SUPREME COURT OF THE STATE OF NEW YORK — NEW YORK COUNTY PART 13
Feb 26, 2020
2020 N.Y. Slip Op. 30636 (N.Y. Sup. Ct. 2020)

Opinion

INDEX NO. 190382/2017

02-26-2020

IN RE: NEW YORK CITY ASBESTOS LITIGATION MARIA MAURO, Individually, and JOSEPH MAURO, III, and DEAN MAURO as Special Administrators and Co-Administrators to the Estate of JOSEPH MAURO, JR., Deceased, Plaintiffs, v. CONSOLIDATED EDISON OF NEW YORK, et al., Defendants.


NYSCEF DOC. NO. 283 PRESENT: MANUEL J. MENDEZ Justice MOTION DATE 01/29/2020
MOTION SEQ. NO. 005
MOTION CAL. NO. __________

Upon a reading of the foregoing cited papers it is ORDERED that defendant John E. Potente & Sons, Inc.'s (hereinafter "defendant") motion pursuant to CPLR §3212 for summary judgment dismissing plaintiffs' complaint and all cross-claims asserted against it, alternatively, partial summary judgment dismissing the plaintiffs punitive damages claims, is granted solely to the extent of dismissing the punitive damages claims. The remainder of the relief sought in this motion is denied.

Plaintiffs' decedent, Joseph Mauro, Jr. (hereinafter "decedent"), was diagnosed with malignant pleural mesothelioma on October 19, 2017 and passed away on April 10, 2018 (Opp. Exhs. 1 and 4). Decedent alleged he was exposed to asbestos in a variety of ways. He alleges exposure from approximately 1970 through November 1976 at various Consolidated Edison of New York (hereinafter "Con Ed") sites while employed by a subcontractor, Michael J. Torpey, Inc..

Decedent was deposed on January 16, 17 and 18, 2018. His de bene esse deposition was taken on January 25, 2018 (Mot. Exhs. H and Opp. Exhs. 5 and 8). Starting approximately in 1970 through November of 1976, he was hired by a union employer, Michael J. Torpey, Inc. (hereinafter "Torpey") to perform excavation and backhoe work (Mot. Exh. H pgs. 62-64). Decedent stated that periodically when Torpey was between jobs, he would be laid off and worked for other employers. He claimed he had no exposure to asbestos on the less than ten other minimal jobs with other employers which were for short time periods. He estimated that altogether he worked on other jobs for other employers a year or less (Mot. Exh. H, pgs. 67, 74-77 and 134-135).

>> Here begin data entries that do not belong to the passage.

use crate::db::queries::*;
use crate::db::rows::*;
use rusqlite::types::ValueRef;
use rusqlite::{params, Connection, OptionalExtension, Row};
use std::path::Path;

pub mod open;
pub mod queries;
pub mod rows;

/// Read access to a world database (`tiles`, `transports`, `transport_requirements`,
/// `transport_items`).
pub struct Database {
    conn: Connection,
}

fn is_no_such_table(err: &rusqlite::Error) -> bool {
    match err {
        rusqlite::Error::SqliteFailure(_, Some(msg)) => msg.contains("no such table"),
        _ => false,
    }
}

impl Database {
    /// Open a SQLite database in read-only mode with PRAGMAs from `SHORTESTPATH_SQLITE_*`.
    pub fn open_read_only<P: AsRef<Path>>(path: P) -> rusqlite::Result<Self> {
        let cfg = crate::db::open::DbOpenConfig::from_env();
        let conn = crate::db::open::open_read_only_with_config(path, &cfg)?;
        Ok(Self { conn })
    }

    /// Construct from an existing connection (useful for tests).
    pub fn from_connection(conn: Connection) -> Self { Self { conn } }

    pub fn fetch_tile(&self, x: i32, y: i32, plane: i32) -> rusqlite::Result<Option<TileRow>> {
        let mut stmt = self.conn.prepare_cached(TILE_BY_COORD)?;
        stmt.query_row(params![x, y, plane], map_tile_row).optional()
    }

    pub fn iter_tiles_by_plane(&self, plane: i32) -> rusqlite::Result<Vec<TileRow>> {
        let mut stmt = self.conn.prepare_cached(TILES_BY_PLANE)?;
        let mut rows = stmt.query(params![plane])?;
        let mut out = Vec::new();
        while let Some(r) = rows.next()? {
            out.push(map_tile_row(r)?);
        }
        Ok(out)
    }

    pub fn iter_transports(&self) -> rusqlite::Result<Vec<TransportRow>> {
        self.collect_optional(ALL_TRANSPORTS, map_transport_row)
    }

    pub fn iter_transport_requirements(&self) -> rusqlite::Result<Vec<TransportRequirementRow>> {
        self.collect_optional(ALL_TRANSPORT_REQUIREMENTS, map_requirement_row)
    }

    pub fn iter_transport_items(&self) -> rusqlite::Result<Vec<TransportItemRow>> {
        self.collect_optional(ALL_TRANSPORT_ITEMS, map_item_row)
    }

    // A missing table reads as empty.
    fn collect_optional<T>(&self, sql: &str, map: fn(&Row) -> rusqlite::Result<T>) -> rusqlite::Result<Vec<T>> {
        let mut stmt = match self.conn.prepare_cached(sql) {
            Ok(s) => s,
            Err(e) if is_no_such_table(&e) => return Ok(vec![]),
            Err(e) => return Err(e),
        };
        let mut rows = stmt.query([])?;
        let mut out = Vec::new();
        while let Some(r) = rows.next()? {
            out.push(map(r)?);
        }
        Ok(out)
    }

    #[cfg(test)]
    pub fn conn(&self) -> &Connection { &self.conn }
}

fn map_tile_row(r: &Row) -> rusqlite::Result<TileRow> {
    Ok(TileRow {
        x: r.get("x")?,
        y: r.get("y")?,
        plane: r.get("plane")?,
        tiledata: r.get("tiledata")?,
        allowed_directions: text_column(r, "allowed_directions")?,
        blocked_directions: text_column(r, "blocked_directions")?,
    })
}

fn map_transport_row(r: &Row) -> rusqlite::Result<TransportRow> {
    Ok(TransportRow {
        id: r.get("id")?,
        kind: r.get("kind")?,
        origin_x: r.get("origin_x")?,
        origin_y: r.get("origin_y")?,
        origin_plane: r.get("origin_plane")?,
        dest_x: r.get("dest_x")?,
        dest_y: r.get("dest_y")?,
        dest_plane: r.get("dest_plane")?,
        duration: r.get("duration")?,
        max_wilderness_level: r.get("max_wilderness_level")?,
        members: r.get("members")?,
        display_info: r.get("display_info")?,
    })
}

fn map_requirement_row(r: &Row) -> rusqlite::Result<TransportRequirementRow> {
    Ok(TransportRequirementRow {
        transport_id: r.get("transport_id")?,
        key: r.get("key")?,
        comparison: r.get("comparison")?,
        value: text_column(r, "value")?.unwrap_or_default(),
    })
}

fn map_item_row(r: &Row) -> rusqlite::Result<TransportItemRow> {
    Ok(TransportItemRow {
        transport_id: r.get("transport_id")?,
        group_index: r.get::<_, Option<i64>>("group_index")?.unwrap_or(0),
        item_id: r.get("item_id")?,
        role: r.get("role")?,
        quantity: r.get("quantity")?,
    })
}

// Columns that hold either text or numbers depending on how the data was imported.
fn text_column(r: &Row, name: &str) -> rusqlite::Result<Option<String>> {
    Ok(match r.get_ref(name)? {
        ValueRef::Null => None,
        ValueRef::Integer(i) => Some(i.to_string()),
        ValueRef::Real(f) => Some(f.to_string()),
        ValueRef::Text(t) | ValueRef::Blob(t) => Some(String::from_utf8_lossy(t).into_owned()),
    })
}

Torpey was a subcontractor who got work from Con Ed. Decedent stated that the Torpey foremen directed decedent's work, but the entire site was under the control of Con Edison (Mot. Exh. H pgs. 146-149, 154-156, 229-230 and 235-237 and Opp. Exh. 8, pgs. 33-37). Decedent testified that Con Ed used its own trucks and supplied the asbestos containing conduits, which he also referred to as asbestos containing ducts, at the various sites. He stated that Con Ed chose the pipes that were used (Mot. Exh. H, pgs. 65-67, 213 and 226-229, Opp. Exh. 8, pg. 36). Decedent stated he was exposed to asbestos from breaking and cutting the asbestos containing conduits; helping the laborer with the clean-up using a broom to sweep up the dust created from the asbestos containing conduits; throwing the pieces into the bucket of a Drott 4+1; loading the asbestos containing conduits onto the truck and taking the asbestos containing conduits off the Con Ed trucks (Mot. Exh. H, pgs. 68-69 and 72-73).

Decedent testified he was also exposed to asbestos periodically when the laborers were shorthanded, and he would help out with the installation of the asbestos containing conduits. He would keep the asbestos conduit pieces steady so the carpenter could cut them, and then put them back into the bucket. Decedent testified that when the carpenter cut the pieces, even if he turned his head, he would still get dust blown into his face that he breathed in (Mot. Exh. D, pgs. 66-67, 150-153, and 239-240, and Opp. Exh. 8 pgs. 28-32). Decedent testified that he followed the same procedures with asbestos containing conduits or ducts when working with round asbestos cement pipes that were also delivered by Con Ed to the job sites, and that the dust from those pipes got close enough for him to breathe in (Mot. Exh. H, pgs. 149-153 and 238-244).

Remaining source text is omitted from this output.